Completion suggest migrate from 2.x to newer Versions of ES | Aggregations on non matching hits in string type with array content

jpweiner · March 28, 2019, 11:56am

Hello! I realized a search application with bibliographic data in ES 2.4.4.
I testet different approaches of autocomplete:

completion suggest
aggregation

My data (examples):
{"id":"1","terms":["austen","jane","rauchenberger","margarete"],"payload":["Austen, Jane","Rauchenberger, Margarete"],"suggest":{"input":["austen","jane","rauchenberger","margarete"]}}

{"id":"2","terms":["austen","jane","rauchenberger","margarete","thirkell","angela"],"payload":["Austen, Jane","Rauchenberger, Margarete","Thirkell, Angela"],"suggest":{"input":["austen","jane","rauchenberger","margarete","thirkell","angela"]}}

{"id":"3","terms":["austen","jane","rauchenberger","margarete","bowen","elizabeth"],"payload":["Austen, Jane","Rauchenberger, Margarete","Bowen, Elizabeth"],"suggest":{"input":["austen","jane","rauchenberger","margarete","bowen","elizabeth"]}}

{"id":"4","terms":["austen","jane","kr\u00e4mer","ilse"],"payload":["Austen, Jane","Kr\u00e4mer, Ilse"],"suggest":{"input":["austen","jane","kr\u00e4mer","ilse"]}}

{"id":"5","terms":["jane","austen","mozart"],"payload":"Jane Austen and Mozart","suggest":{"input":["jane","austen","mozart"]}}

My index: /mysuggest/title/
{
"settings": {
"analysis": {
"filter": {
"edgeNGram_filter": {
"type": "edgeNGram",
"min_gram": 2,
"max_gram": 25,
"side": "front"
},
"custom_ascii_folding": {
"type": "asciifolding",
"preserve_original": true
}
},
"analyzer": {
"edge_nGram_analyzer": {
"type": "custom",
"tokenizer": "standard",
"filter": [
"lowercase",
"edgeNGram_filter",
"custom_ascii_folding"
]
},
"custom_suggest": {
"type": "custom",
"tokenizer": "standard",
"filter": [
"standard",
"custom_ascii_folding"
]
}
}
}
},
"mappings": {
"title": {
"properties": {
"id": {
"type": "string",
"index": "not_analyzed"
},
"terms": {
"type": "string",
"index": "not_analyzed"
},
"payload": {
"type": "string",
"fields": {
"autocomplete": {
"type": "string",
"analyzer": "edge_nGram_analyzer",
"search_analyzer": "standard"
},
"raw": {
"type": "string",
"index": "not_analyzed"
}
}
},
"suggest": {
"type": "completion",
"analyzer": "custom_suggest",
"search_analyzer": "standard",
"payloads": false
}
}
}
}
}

First approach completion suggest:
The disired output of hits is an array of objects as implemented in ES Version < 5.x:
{text: "xxx", score: 1}
This has changed in Version >= 5.x

Query:
http://localhost:9200/mysuggest/title/_search
{
"size": 0,
"suggest": {
"term-suggest": {
"text": "a",
"completion": {
"field": "suggest",
"size": "20"
}
}
}
}

Result:
{

"took": 1,
"timed_out": false,
"_shards": {
    "total": 5,
    "successful": 5,
    "failed": 0
},
"hits": {
    "total": 5,
    "max_score": 0,
    "hits": [ ]
},
"suggest": {
    "term-suggest": [
        {
            "text": "a",
            "offset": 0,
            "length": 1,
            "options": [
                {
                    "text": "angela",
                    "score": 1
                }
                ,
                {
                    "text": "austen",
                    "score": 1
                }
            ]
        }
    ]
}

}

Question: How can I achieve this with ES 6?

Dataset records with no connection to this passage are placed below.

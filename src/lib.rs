//! Crewmon Battle Engine
//!
//! Turn-based battles for a creature-collecting RPG: a skill catalog, levelled
//! combatants, the turn resolver with capture and flee, and the reward and
//! evolution flow that runs once a battle is won. Catalogs are plain values
//! built from RON and handed to the controller; nothing is global.

// --- MODULE DECLARATIONS ---
pub mod battle;
pub mod combatant;
pub mod config;
pub mod errors;
pub mod game_data;
pub mod items;
pub mod persistence;
pub mod player;
pub mod progression;
pub mod skill_data;
pub mod species;
pub mod status_effects;

// --- PUBLIC API RE-EXPORTS ---

// --- From the `schema` crate ---
pub use schema::{
    AttributeTag, BaseStats, BossEntry, BossReward, BossTable, BossTier, EvolutionData,
    EvolutionMethod, GrowthCurve, ItemData, ItemEffect, ItemRarity, SkillCategory,
    SkillDefinition, SkillEffect, SpeciesData,
};

// --- From this crate's modules (`src/`) ---

// Battle flow.
pub use battle::ai::{Behavior, GreedyAutopilot};
pub use battle::controller::{
    BattleController, BattleInfo, BattleOutcome, EncounterRequest, TurnReport, TurnStatus,
};
pub use battle::engine::{resolve_turn, validate_player_action, TurnResolution};
pub use battle::state::{
    ActionRejection, BattleCategory, BattleEnd, BattleEvent, BattleSession, EventBus,
    RejectionKind, Side, TurnPhase, TurnRng,
};

// Entities and catalogs.
pub use combatant::{Combatant, DerivedStats};
pub use config::BattleConfig;
pub use errors::{BattleError, CatalogError, ConfigError, PersistenceError, ProgressionError};
pub use game_data::GameData;
pub use items::{Inventory, ItemCatalog};
pub use persistence::RosterSnapshot;
pub use player::{BallType, BattlePlayerRoster, PlayerAction};
pub use skill_data::SkillCatalog;
pub use species::SpeciesCatalog;
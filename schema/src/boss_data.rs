use serde::{Deserialize, Serialize};

#[derive(Debug, Clone, Copy, PartialEq, Eq, Hash, Serialize, Deserialize)]
pub enum BossTier {
    MiniBoss,
    StageBoss,
}

/// Fixed bundle granted for defeating a boss.
#[derive(Debug, Clone, Default, PartialEq, Serialize, Deserialize)]
pub struct BossReward {
    #[serde(default)]
    pub companion: Option<String>,
    #[serde(default)]
    pub items: Vec<String>,
    #[serde(default)]
    pub currency: u32,
}

#[derive(Debug, Clone, PartialEq, Serialize, Deserialize)]
pub struct BossEntry {
    pub species: String,
    pub level: u32,
    pub tier: BossTier,
    /// Stage this boss guards; ignored for mini-bosses.
    #[serde(default)]
    pub stage: u32,
    #[serde(default)]
    pub reward: BossReward,
}

#[derive(Debug, Clone, Default, PartialEq, Serialize, Deserialize)]
pub struct BossTable {
    pub bosses: Vec<BossEntry>,
}
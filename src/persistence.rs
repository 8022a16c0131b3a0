//! Save shapes for the roster, handed to whatever stores them.
//!
//! Two encodings of the same snapshot: compact `postcard` bytes for save
//! slots and pretty JSON for inspection.

use crate::errors::PersistenceError;
use crate::player::BattlePlayerRoster;
use serde::{Deserialize, Serialize};

/// Bumped whenever the snapshot layout changes.
pub const SNAPSHOT_VERSION: u32 = 1;

#[derive(Serialize, Deserialize, Debug, Clone, PartialEq)]
pub struct RosterSnapshot {
    pub version: u32,
    pub roster: BattlePlayerRoster,
}

impl RosterSnapshot {
    pub fn capture(roster: &BattlePlayerRoster) -> Self {
        Self {
            version: SNAPSHOT_VERSION,
            roster: roster.clone(),
        }
    }

    pub fn into_roster(self) -> BattlePlayerRoster {
        self.roster
    }

    pub fn to_bytes(&self) -> Result<Vec<u8>, PersistenceError> {
        postcard::to_allocvec(self).map_err(|e| PersistenceError::Binary(e.to_string()))
    }

    pub fn from_bytes(bytes: &[u8]) -> Result<Self, PersistenceError> {
        let snapshot: Self =
            postcard::from_bytes(bytes).map_err(|e| PersistenceError::Binary(e.to_string()))?;
        snapshot.check_version()
    }

    pub fn to_json(&self) -> Result<String, PersistenceError> {
        Ok(serde_json::to_string_pretty(self)?)
    }

    pub fn from_json(source: &str) -> Result<Self, PersistenceError> {
        let snapshot: Self = serde_json::from_str(source)?;
        snapshot.check_version()
    }

    fn check_version(self) -> Result<Self, PersistenceError> {
        if self.version != SNAPSHOT_VERSION {
            return Err(PersistenceError::UnsupportedVersion {
                found: self.version,
                expected: SNAPSHOT_VERSION,
            });
        }
        Ok(self)
    }
}
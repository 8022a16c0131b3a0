use crate::battle::state::TurnRng;
use crate::combatant::Combatant;
use crate::config::BattleConfig;
use crate::player::BallType;

/// Capture chance for a normal ball, clamped to [0, 1].
/// Formula: (1 - hpFraction) * 0.5 * (1 + 0.1 * (playerLevel - targetLevel)) + 0.1
pub fn calculate_capture_chance(target: &Combatant, player_level: u32, config: &BattleConfig) -> f64 {
    let level_diff = player_level as f64 - target.level as f64;
    let hp_factor = (1.0 - target.hp_fraction()) * config.capture_hp_scale;
    let level_factor = 1.0 + config.capture_chance_per_level * level_diff;
    (hp_factor * level_factor + config.capture_base_chance).clamp(0.0, 1.0)
}

/// Roll for catch success. Returns true if the catch succeeds.
pub fn roll_catch_success(chance: f64, rng: &mut TurnRng) -> bool {
    rng.roll(chance, "catch roll")
}

/// A master ball never misses and never draws from the rng.
pub fn attempt_capture(
    ball: BallType,
    target: &Combatant,
    player_level: u32,
    config: &BattleConfig,
    rng: &mut TurnRng,
) -> bool {
    match ball {
        BallType::Master => true,
        BallType::Normal => {
            let chance = calculate_capture_chance(target, player_level, config);
            tracing::debug!(chance, target = %target.species_name, "capture chance");
            roll_catch_success(chance, rng)
        }
    }
}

Second approach aggreagations:
The problem with aggregations is, that I get results of non matching terms:

Query:
http://localhost:9200/mysuggest/title/_search
{
"size": 0,
"query": {
"bool": {
"must": [
{
"term": {
"terms": "austen"
}
}
]
}
},
"aggregations": {
"top_terms": {
"terms": {
"field": "payload.raw",
"size": 10,
"order": {
"_count": "desc"
}
}
}
}
}

Result:
{

"took": 1,
"timed_out": false,
"_shards": {
    "total": 5,
    "successful": 5,
    "failed": 0
},
"hits": {
    "total": 5,
    "max_score": 0,
    "hits": [ ]
},
"aggregations": {
    "top_terms": {
        "doc_count_error_upper_bound": 0,
        "sum_other_doc_count": 0,
        "buckets": [
            {
                "key": "Austen, Jane",
                "doc_count": 4
            }
            ,
            {
                "key": "Rauchenberger, Margarete",
                "doc_count": 3
            }
            ,
            {
                "key": "Bowen, Elizabeth",
                "doc_count": 1
            }
            ,
            {
                "key": "Jane Austen and Mozart",
                "doc_count": 1
            }
            ,
            {
                "key": "Krämer, Ilse",
                "doc_count": 1
            }
            ,
            {
                "key": "Thirkell, Angela",
                "doc_count": 1
            }
        ]
    }
}

}

I only want these results in the bucket because only these match with "austen":
{"key": "Austen, Jane", "doc_count": 4}
{ "key": "Jane Austen and Mozart","doc_count": 1}

I've tryed filtering the query ... same result.
The only way to get the desired result set is to programmatically filter out unwanted results.

Is there any solution?
See this online: http://rxs.bibliothecauniversalis.net/ with 4 optional settings.
Thanks alot for your help.

Kind regards
JP Weiner

xeraa · April 20, 2019, 9:32pm

Generally a very similar thread is Aggregation on suggestions results, but it doesn't really get to a good solution.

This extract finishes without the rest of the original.